Wenn wir uns schon einmal dazu aufraffen konnten, aufzuräumen, dann gleich radikal. Die Idee an sich ist zwar löblich, aber auch sehr frustrierend. Unorganisiert wie wir sind, fangen wir an verschiedenen Ecken in der Wohnung an und haben plötzlich so viele Baustellen, dass wir nicht mehr wissen, wo uns der Kopf steht – und das frustriert. Statt sich also die gesamte Wohnung auf einmal vorzunehmen, sollte man lieber Raum für Raum vorgehen. Und auch hier noch einmal in kleine Einheiten unterteilen. Sie wollen die komplette Küche auf Vordermann bringen? Dann nehmen Sie sich zunächst nur den Kühlschrank vor. Ist dieser sauber, folgen die Küchenschränke, dann der Backofen, usw. Kleine Schritte erscheinen nicht nur machbarer, sondern liefern auch schneller Erfolgserlebnisse.

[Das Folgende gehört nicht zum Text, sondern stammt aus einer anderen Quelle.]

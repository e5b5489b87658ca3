use std::path::Path;

use eyre::{Result, WrapErr, bail};
use jiff::Zoned;
use tracing::{error, info};

use tpcs_cli::cli::StageArgs;
use tpcs_cli::config::{generation_settings, provider_config};
use tpcs_cli::notes::{discover_notes, read_note};
use tpcs_cli::outputs::{CaseOutputs, parent_dir, stage_notes};
use tpcs_core::context::StagingContext;
use tpcs_core::models::case::Note;
use tpcs_core::reference::ReferenceTable;
use tpcs_core::synonyms::SynonymMap;
use tpcs_export::status::{RunStatus, write_status};
use tpcs_llm::config::build_generator;
use tpcs_workflow::Workflow;
use tpcs_workflow::batch::FailedNote;

use crate::summary;

/// Load the reference table. Only an unreadable file is fatal.
fn load_context(staging_data: &Path) -> Result<StagingContext> {
    let table = ReferenceTable::load(staging_data)
        .wrap_err("cannot start without a reference table; pass --staging-data")?;
    Ok(StagingContext::new(table, SynonymMap::embedded()))
}

/// Returns whether any note failed.
pub async fn run_stage(args: &StageArgs, staging_data: &Path) -> Result<bool> {
    let ctx = load_context(staging_data)?;

    let paths = match &args.notes_dir {
        Some(dir) => discover_notes(dir)?,
        None => args.notes.clone(),
    };
    if paths.is_empty() {
        bail!("no notes to process");
    }

    let provider = provider_config(&args.provider)?;
    let settings = generation_settings(&args.provider)?;
    let generator = build_generator(&provider, settings)
        .await
        .wrap_err("failed to configure the text generator")?;

    let report_dir = if args.no_markdown {
        None
    } else {
        Some(args.report_dir.clone().unwrap_or_else(|| parent_dir(&args.output)))
    };
    let mut outputs = CaseOutputs::create(&args.output, report_dir)?;

    let mut notes: Vec<Note> = Vec::with_capacity(paths.len());
    let mut unreadable: Vec<FailedNote> = Vec::new();
    for path in &paths {
        match read_note(path) {
            Ok(note) => notes.push(note),
            Err(e) => {
                error!(note = %path.display(), error = %e, "note skipped");
                unreadable.push(FailedNote {
                    note_id: path.display().to_string(),
                    step: None,
                    error: format!("{e:#}"),
                });
            }
        }
    }

    info!(
        notes = notes.len(),
        model = generator.model_id(),
        "staging notes"
    );

    let workflow = Workflow::new(&ctx, generator.as_ref());
    let mut outcome = stage_notes(&workflow, notes, &mut outputs, |case| {
        if args.show_responses {
            summary::print_responses(case);
        }
    })
    .await;
    unreadable.append(&mut outcome.failed);
    outcome.failed = unreadable;

    summary::print_run_summary(&outcome);

    let status = RunStatus {
        generated_at: Zoned::now().strftime("%Y-%m-%d %H:%M:%S %Z").to_string(),
        model_id: generator.model_id().to_string(),
        staging_data: staging_data.display().to_string(),
        processed: outcome.completed.len(),
        failed: outcome.failed.clone(),
        csv_path: Some(outputs.csv_path().display().to_string()),
        report_paths: outputs
            .report_paths()
            .iter()
            .map(|p| p.display().to_string())
            .collect(),
        tokens: outcome.tokens(),
        cost_usd: outcome.cost_usd(),
    };
    write_status(&args.status_file, &status)?;

    println!(
        "Results CSV: {} ({} rows)",
        outputs.csv_path().display(),
        outputs.rows()
    );
    if let Some(dir) = outputs.report_dir() {
        println!("Markdown reports: {}", dir.display());
    }
    println!("Status: {}", args.status_file.display());

    Ok(outcome.has_failures())
}

pub fn run_categories(staging_data: &Path) -> Result<()> {
    let ctx = load_context(staging_data)?;
    summary::print_categories(&ctx.table);
    Ok(())
}

pub fn run_synonyms() {
    summary::print_synonyms(&SynonymMap::embedded());
}
//! Tidying model-written values for display.

/// Values that mean "nothing was extracted".
const PLACEHOLDERS: &[&str] = &["**", "None", "Unknown", "Not specified"];

/// Report headings promoted to `###` when a report uses them as plain lines.
pub const REPORT_HEADERS: &[&str] = &[
    "Cancer Staging Report",
    "Patient Information:",
    "Staging Summary:",
    "Staging Explanation:",
    "Key Findings:",
    "Multidisciplinary Conference (MDC) Summary:",
    "Clinical Summary:",
    "Plan:",
    "Radiology Summary:",
    "Pathology Summary:",
    "First Visit Note",
];

/// Strip markdown residue from a field value, substituting `default` for
/// blank or placeholder values.
pub fn clean_value(raw: &str, default: &str) -> String {
    let trimmed = raw.trim();
    if trimmed.is_empty() || PLACEHOLDERS.contains(&trimmed) {
        return default.to_string();
    }
    let cleaned = trimmed.trim_matches(|c: char| matches!(c, '*' | '[' | ']' | ' '));
    if cleaned.is_empty() {
        default.to_string()
    } else {
        cleaned.to_string()
    }
}

/// Replace en and em dashes with `-`.
pub fn normalize_dashes(text: &str) -> String {
    text.replace(['\u{2013}', '\u{2014}'], "-")
}

/// Prefix known report headings with `### ` unless the text already does.
pub fn promote_headers(text: &str) -> String {
    let mut out = text.to_string();
    for header in REPORT_HEADERS {
        let promoted = format!("### {header}");
        if out.contains(header) && !out.contains(&promoted) {
            out = out.replace(header, &promoted);
        }
    }
    out
}
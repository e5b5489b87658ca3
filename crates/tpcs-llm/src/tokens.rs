use tpcs_core::models::cost::ModelPricing;
use tpcs_core::models::token_count::{TokenCount, TokenUsage};

/// Extract token counts from a Bedrock Converse response.
pub fn extract_token_usage(usage: &aws_sdk_bedrockruntime::types::TokenUsage) -> TokenCount {
    TokenCount {
        input: usage.input_tokens.max(0) as u64,
        output: usage.output_tokens.max(0) as u64,
    }
}

/// Calculate the cost for a token count given model pricing.
pub fn calculate_cost(tokens: TokenCount, pricing: Option<&ModelPricing>) -> TokenUsage {
    TokenUsage {
        tokens,
        cost_usd: pricing.map_or(0.0, |p| p.estimate_cost(tokens)),
    }
}

/// Known model pricing (per million tokens).
/// These are approximate and should be updated as pricing changes.
pub fn get_pricing(model_id: &str) -> Option<ModelPricing> {
    match model_id {
        id if id.contains("claude-opus-4") => Some(ModelPricing {
            input_per_million: 15.0,
            output_per_million: 75.0,
        }),
        id if id.contains("claude-sonnet-4") => Some(ModelPricing {
            input_per_million: 3.0,
            output_per_million: 15.0,
        }),
        id if id.contains("claude-haiku") => Some(ModelPricing {
            input_per_million: 0.80,
            output_per_million: 4.0,
        }),
        // Checked before the broader gpt-4o arm.
        id if id.contains("gpt-4o-mini") => Some(ModelPricing {
            input_per_million: 0.15,
            output_per_million: 0.60,
        }),
        id if id.contains("gpt-4o") => Some(ModelPricing {
            input_per_million: 2.50,
            output_per_million: 10.0,
        }),
        _ => None,
    }
}
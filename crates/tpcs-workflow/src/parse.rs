//! Reading labeled fields out of free-text model responses.
//!
//! Responses are plain text. Fields are found by substring search for a
//! label and run to the end of that line; nothing here is a grammar. A
//! missing field is not an error, callers substitute the named default.

use tpcs_core::models::case::CalculatedStage;
use tpcs_core::reference::ReferenceEntry;
use tpcs_core::sentinel;

/// Marker whose presence anywhere in an extraction response means the
/// cancer is outside the reference table. Matched case-sensitively; a
/// paraphrased marker is not detected.
pub const NOT_COVERED_MARKER: &str = "NOT COVERED BY THE TORONTO PEDIATRIC CANCER STAGING SYSTEM";

pub const CANCER_TYPE_LABEL: &str = "Cancer Type:";
pub const CATEGORY_LABEL: &str = "Standardized Category:";
pub const PRIMARY_SITE_LABEL: &str = "Primary Site:";
pub const METASTASIS_LABEL: &str = "Metastasis Sites:";
pub const EXTRACTED_STAGE_LABEL: &str = "Extracted Stage:";
pub const STAGE_LABEL: &str = "Stage:";

/// Ordinals scanned, in this order, when a stage response has no label.
/// The first one contained anywhere in the text wins, so a response that
/// mentions "Stage III" also matches "Stage I" first.
pub const ORDINAL_FALLBACK: [&str; 4] = ["Stage I", "Stage II", "Stage III", "Stage IV"];

/// Text following the first occurrence of `label`, up to the line break.
///
/// Surrounding whitespace and markdown emphasis are trimmed. `None` when
/// the label is absent or its value is blank.
pub fn labeled_field<'a>(response: &'a str, label: &str) -> Option<&'a str> {
    let start = response.find(label)? + label.len();
    let rest = &response[start..];
    let line = rest.split('\n').next().unwrap_or_default();
    let value = clean(line);
    (!value.is_empty()).then_some(value)
}

/// [`labeled_field`] with a default for a missing or blank value.
pub fn field_or(response: &str, label: &str, default: &str) -> String {
    labeled_field(response, label).unwrap_or(default).to_string()
}

pub fn has_not_covered_marker(response: &str) -> bool {
    response.contains(NOT_COVERED_MARKER)
}

/// The raw fields of an extraction response, before category resolution.
#[derive(Debug, Clone, PartialEq, Eq)]
pub struct ExtractedFields {
    pub cancer_type: String,
    pub category: String,
    pub primary_site: String,
    pub metastasis_sites: String,
    pub emr_stage: String,
    pub not_covered_marker: bool,
}

pub fn parse_extraction(response: &str) -> ExtractedFields {
    ExtractedFields {
        cancer_type: field_or(response, CANCER_TYPE_LABEL, sentinel::UNKNOWN),
        category: field_or(response, CATEGORY_LABEL, sentinel::UNKNOWN),
        primary_site: field_or(response, PRIMARY_SITE_LABEL, sentinel::NOT_SPECIFIED),
        metastasis_sites: field_or(response, METASTASIS_LABEL, sentinel::NONE_IDENTIFIED),
        emr_stage: field_or(response, EXTRACTED_STAGE_LABEL, sentinel::NOT_MENTIONED),
        not_covered_marker: has_not_covered_marker(response),
    }
}

/// Value of the first line that begins with `Stage:`.
///
/// Only line starts count, so `Extracted Stage:` or `Calculated Stage:`
/// inside a sentence do not match. Leading whitespace and markdown markers
/// before the label are ignored. A label with nothing after it takes the
/// next non-blank line.
pub fn stage_label(response: &str) -> Option<&str> {
    let mut lines = response.lines();
    while let Some(line) = lines.next() {
        let line = line.trim_start_matches(|c: char| c.is_whitespace() || c == '*' || c == '#');
        if let Some(value) = line.strip_prefix(STAGE_LABEL) {
            let value = clean(value);
            if !value.is_empty() {
                return Some(value);
            }
            return lines.map(clean).find(|next| !next.is_empty()).or(Some(value));
        }
    }
    None
}

/// First ordinal from [`ORDINAL_FALLBACK`] contained anywhere in `response`.
pub fn ordinal_fallback(response: &str) -> Option<&'static str> {
    ORDINAL_FALLBACK
        .iter()
        .copied()
        .find(|ordinal| response.contains(ordinal))
}

/// Decide the calculated stage from a stage response.
///
/// With a `Stage:` label, its value must name one of the entry's stages
/// (ignoring case), either whole or followed by a note such as
/// `Stage III (residual tumor)`; anything else becomes insufficient
/// information. Without a label, the ordinal fallback applies under the
/// same constraint.
pub fn parse_stage(response: &str, entry: &ReferenceEntry) -> CalculatedStage {
    let candidate = match stage_label(response) {
        Some(value) => {
            let value = value.trim_end_matches('.').trim();
            if starts_with_ignore_case(value, sentinel::INSUFFICIENT_INFORMATION) {
                return CalculatedStage::InsufficientInformation;
            }
            value
        }
        None => match ordinal_fallback(response) {
            Some(ordinal) => ordinal,
            None => return CalculatedStage::InsufficientInformation,
        },
    };

    match entry
        .canonical_stage(candidate)
        .or_else(|| entry.leading_stage(candidate))
    {
        Some(name) => CalculatedStage::Named(name.to_string()),
        None => CalculatedStage::InsufficientInformation,
    }
}

fn starts_with_ignore_case(value: &str, prefix: &str) -> bool {
    value
        .get(..prefix.len())
        .is_some_and(|head| head.eq_ignore_ascii_case(prefix))
}

fn clean(value: &str) -> &str {
    value.trim().trim_matches('*').trim()
}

5. SOS-Trick für schnelle Ordnung

Wer Besuch erwartet und schnell Ordnung schaffen möchte, für den ist folgender SOS-Tipp Gold wert. Bevor Sie wild "drauf los aufräumen", sollten Sie den Raum verlassen und die Augen schließen, bevor sie den Raum wieder betreten. Achten Sie genau, worauf Ihr Blick als erstes fällt – und genau diese Dinge räumen Sie zuerst auf. Meist sind es der Boden und große Flächen wie Tische und Sideboard-Oberflächen. Sind diese frei von wahllos herumliegenden Gegenständen, wirkt es sofort ordentlicher. Mit diesem Trick verzettelt man sich nicht unnötig in Kleinigkeiten, die dem Gast sowieso nicht auffallen.